The worst cholera outbreak in a decade has exposed the problem of decaying urban infrastructure that became synonymous with the rule of Robert Mugabe who was removed after a coup in November and replaced by President Emmerson Mnangagwa.
The government has raised $29-million, half from private companies and foreign aid agencies, out of a target of $64.1 million needed for vaccinations, drugs, clean water and better water and sewer pipes, said Finance Minister Mthuli Ncube.
“The private corporate sector, development partners, individuals, including Zimbabweans in the diaspora, are being called upon to provide both financial and non-financial assistance towards responding to the cholera outbreak,” Ncube told reporters.
Critics in the opposition say the government is quick to find money to import luxury vehicles using scarce foreign exchange but has had to appeal to individuals and companies to fight cholera.
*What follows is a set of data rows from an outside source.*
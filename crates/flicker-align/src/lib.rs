#![deny(missing_docs)]
//! Landmark correspondences between two images and the solvers that turn them
//! into point mappings.

/// Error types for the alignment solvers.
pub mod error;

/// Landmark table and overlay coordinates.
pub mod landmark;

/// Three-landmark affine solver.
pub mod affine;

/// Second order polynomial spatial solver.
pub mod polynomial;

pub use crate::affine::{colinearity_residual, AffineModel, AffineSolver};
pub use crate::error::AlignError;
pub use crate::landmark::{Landmark, LandmarkOverlaySet, LandmarkTable, Point2};
pub use crate::polynomial::{LeastSquaresSolver, PolynomialModel, SpatialSolver};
Earlier on Wednesday, Mnangagwa visited Harare’s Glenview township, the epicentre of the outbreak, and met patients and families who lost relatives to the disease.
Mnangagwa said his government would help the opposition-led Harare city council to replace ageing water and sewer pipes after government officials and the opposition blamed each other for the outbreak.
Police this week started clearing illegal vendors from Harare’s streets, saying this was part of a drive to bring cholera under control.